Expansion of low income housing tax credit, new neighborhood homes investment credit included in Biden Administration's FY2022 budget

The Biden Administration's FY2022 budget and Treasury Green Book propose a new type of housing credit dollar amount (HCDA) called an Opportunity HCDA (OHDCA), which would expand the amount of low income housing tax credits (LIHTCs).

The Administration also proposes creating the neighborhood homes investment credit (NHIC), which would support new construction and substantial rehabilitation for residential homeowners.


Under the LIHTC program (IRC Section 42), state and local housing credit agencies annually receive a pool of HCDAs, which the agencies allocate to eligible projects. Selected projects must comply with federal requirements to qualify (a certain percentage of residential units must be rent-restricted and occupied by low-income tenants). For each of 10 years, the project with an HCDA allocation may claim LIHTCs equal to the lesser of the initial allocation or the product of three figures: (1) the depreciable cost of the entire building (eligible basis); (2) the portion of the building that consists of low-income units; and (3) a credit rate.
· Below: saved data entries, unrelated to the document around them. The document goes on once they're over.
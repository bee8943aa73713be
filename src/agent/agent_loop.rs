use std::sync::Arc;
use std::time::Duration;

use tokio::time::timeout;

use crate::api::{GenerateRequest, ModelBackend, ModelResponse};
use crate::config::{default_max_rounds, default_max_tokens, default_model_timeout_secs};
use crate::error::AgentError;
use crate::models::{Conversation, Task, ToolCall};
use crate::registry::ToolRegistry;

#[derive(Debug, Clone)]
pub struct AgentSettings {
    /// Model/tool exchange cycles allowed before the task fails.
    pub max_rounds: usize,
    /// Deadline for each model call.
    pub model_timeout: Duration,
    pub max_tokens: u32,
}

impl Default for AgentSettings {
    fn default() -> Self {
        Self {
            max_rounds: default_max_rounds(),
            model_timeout: Duration::from_secs(default_model_timeout_secs()),
            max_tokens: default_max_tokens(),
        }
    }
}

/// States of one execution. `Done` and `Failed` are terminal.
#[derive(Debug)]
enum Step {
    Start,
    AwaitModel,
    DispatchTools(ToolCall),
    Done(String),
    Failed(AgentError),
}

enum Decision {
    Answer(String),
    Call(ToolCall),
}

/// Everything observable about one finished execution.
#[derive(Debug)]
pub struct AgentRun {
    pub result: Result<String, AgentError>,
    /// Model calls made.
    pub rounds: usize,
    pub conversation: Conversation,
}

/// Drives model calls and tool executions for one task at a time.
///
/// Holds no per-task state, so one instance is shared by every worker.
pub struct AgentLoop {
    backend: Arc<dyn ModelBackend>,
    tools: Arc<ToolRegistry>,
    settings: AgentSettings,
}

impl AgentLoop {
    pub fn new(backend: Arc<dyn ModelBackend>, tools: Arc<ToolRegistry>, settings: AgentSettings) -> Self {
        Self {
            backend,
            tools,
            settings,
        }
    }

    pub fn settings(&self) -> &AgentSettings {
        &self.settings
    }

    pub fn tools(&self) -> &Arc<ToolRegistry> {
        &self.tools
    }

    pub async fn run(&self, task: &Task) -> Result<String, AgentError> {
        self.execute(task).await.result
    }

    pub async fn execute(&self, task: &Task) -> AgentRun {
        let mut conversation = Conversation::default();
        let mut rounds = 0;
        let mut step = Step::Start;

        loop {
            tracing::trace!(task = task.id, ?step, "agent step");
            step = match step {
                Step::Start => {
                    conversation = Conversation::new(task.initial_prompt());
                    Step::AwaitModel
                }
                Step::AwaitModel => {
                    if rounds >= self.settings.max_rounds {
                        Step::Failed(AgentError::RoundBudgetExceeded {
                            rounds: self.settings.max_rounds,
                        })
                    } else {
                        rounds += 1;
                        match self.generate(&conversation).await.and_then(decide) {
                            Ok(Decision::Answer(text)) => Step::Done(text),
                            Ok(Decision::Call(call)) => {
                                // Only the first call of a round is consumed.
                                conversation.push_tool_calls(vec![call.clone()]);
                                Step::DispatchTools(call)
                            }
                            Err(e) => Step::Failed(e),
                        }
                    }
                }
                Step::DispatchTools(call) => {
                    tracing::info!(
                        task = task.id,
                        tool = %call.name(),
                        args = %call.arguments(),
                        "calling tool"
                    );
                    let output = self.tools.invoke(call.name(), call.arguments()).await;
                    match conversation.push_tool_response(&call, output) {
                        Ok(()) => Step::AwaitModel,
                        Err(e) => Step::Failed(e),
                    }
                }
                Step::Done(text) => {
                    tracing::debug!(task = task.id, rounds, "agent finished");
                    return AgentRun {
                        result: Ok(text),
                        rounds,
                        conversation,
                    };
                }
                Step::Failed(error) => {
                    tracing::debug!(task = task.id, rounds, %error, "agent failed");
                    return AgentRun {
                        result: Err(error),
                        rounds,
                        conversation,
                    };
                }
            };
        }
    }

    /// One model call. The deadline covers refreshing the tool catalog too.
    async fn generate(&self, conversation: &Conversation) -> Result<ModelResponse, AgentError> {
        let call = async {
            let catalog = self.tools.catalog().await;
            let request = GenerateRequest {
                messages: conversation.messages(),
                tools: &catalog,
                max_tokens: self.settings.max_tokens,
            };
            self.backend.generate(request).await
        };

        match timeout(self.settings.model_timeout, call).await {
            Ok(Ok(response)) => Ok(response),
            Ok(Err(e)) => Err(AgentError::Model(e)),
            Err(_) => Err(AgentError::ModelTimeout(self.settings.model_timeout)),
        }
    }
}

fn decide(response: ModelResponse) -> Result<Decision, AgentError> {
    if response.choices.is_empty() {
        return Err(AgentError::NoResponse);
    }

    let mut text = String::new();
    let mut calls = Vec::new();
    for choice in response.choices {
        if let Some(content) = choice.content.filter(|c| !c.is_empty()) {
            text = content;
        }
        calls.extend(choice.tool_calls);
    }

    match calls.into_iter().next() {
        Some(call) => Ok(Decision::Call(call)),
        None => Ok(Decision::Answer(text)),
    }
}
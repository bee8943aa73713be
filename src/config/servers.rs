use std::collections::HashMap;
use std::fs;
use std::path::Path;

use anyhow::{Context, Result};
use serde::{Deserialize, Serialize};

use super::validation::{expand_env_var_in_string, expand_env_vars};

/// One external tool server to launch.
#[derive(Debug, Clone, PartialEq, Deserialize, Serialize)]
pub struct ServerConfig {
    pub name: String,
    pub command: String,
    #[serde(default)]
    pub args: Vec<String>,
    #[serde(default, skip_serializing_if = "HashMap::is_empty")]
    pub env: HashMap<String, String>,
}

impl ServerConfig {
    /// Copy with `${VAR}` references in args and env values expanded.
    pub fn expanded(&self) -> Self {
        Self {
            name: self.name.clone(),
            command: expand_env_var_in_string(&self.command),
            args: self.args.iter().map(|a| expand_env_var_in_string(a)).collect(),
            env: expand_env_vars(&self.env),
        }
    }
}

#[derive(Debug, Clone, Default, Deserialize, Serialize)]
pub struct ServersFile {
    #[serde(default)]
    pub servers: Vec<ServerConfig>,
}

impl ServersFile {
    /// A missing file means no servers; an unreadable or malformed one is an error.
    pub fn load(path: &Path) -> Result<Self> {
        if !path.exists() {
            tracing::debug!(path = %path.display(), "no servers file");
            return Ok(Self::default());
        }

        let contents = fs::read_to_string(path)
            .with_context(|| format!("Failed to read servers file: {}", path.display()))?;

        let file: ServersFile = match path.extension().and_then(|s| s.to_str()) {
            Some("yaml") | Some("yml") => serde_yaml::from_str(&contents)
                .with_context(|| format!("Failed to parse YAML servers file: {}", path.display()))?,
            _ => serde_json::from_str(&contents)
                .with_context(|| format!("Failed to parse JSON servers file: {}", path.display()))?,
        };

        Ok(Self {
            servers: file.servers.iter().map(ServerConfig::expanded).collect(),
        })
    }
}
Certain projects located in difficult development areas (DDAs) (designated by the Secretary of Housing and Urban Development (HUD) due to high construction, land or utility costs relative to area median gross income) may compute their LIHTCs based on 130% of actual depreciable basis (a "basis boost").

Administration proposal

The proposal would create an OHCDA, which state and local agencies would allocate in addition to allocating HCDAs. The majority of OHCDAs would have to be allocated to projects in Census Tracts of Opportunity (CTOs) (tracts that are entirely in DDAs or have low poverty rates or other advantages).

In 2022 through 2026, the aggregate number of new OHCDAs would be 118% of the aggregate annual number of new HCDAs. The OHCDAs would be made available to all states on a per-capita basis. The per-capita amount for each state would be determined by a formula to be established by the Treasury in consultation with HUD. The formula would give higher amounts to states "with higher costs of constructing and operating affordable housing, as demonstrated by, for example, larger populations living in DDAs or higher percentages of rent-burdened households." Projects in DDAs that receive allocations of either HCDAs or OHCDAs would claim LIHTCs based on 150% of actual depreciable basis.

While the newly available OHCDAs would eventually be completely utilized, the additional allocation of LIHTCs and the increased basis boost for projects in DDAs would be permanent.


According to the Green Book, "there are no [f]ederal tax provisions that directly support building or renovating owner-occupied housing or that cover a development or financing gap."

The Administration's proposal would create the neighborhood homes investment credit (NHIC) to support (1) new construction for sale, (2) substantial rehabilitation for sale and (3) substantial rehabilitation for existing homeowners. The NHIC would apply to construction or rehabilitation of single-family homes (including homes with up to four dwelling units), condominiums or residences in a housing cooperative.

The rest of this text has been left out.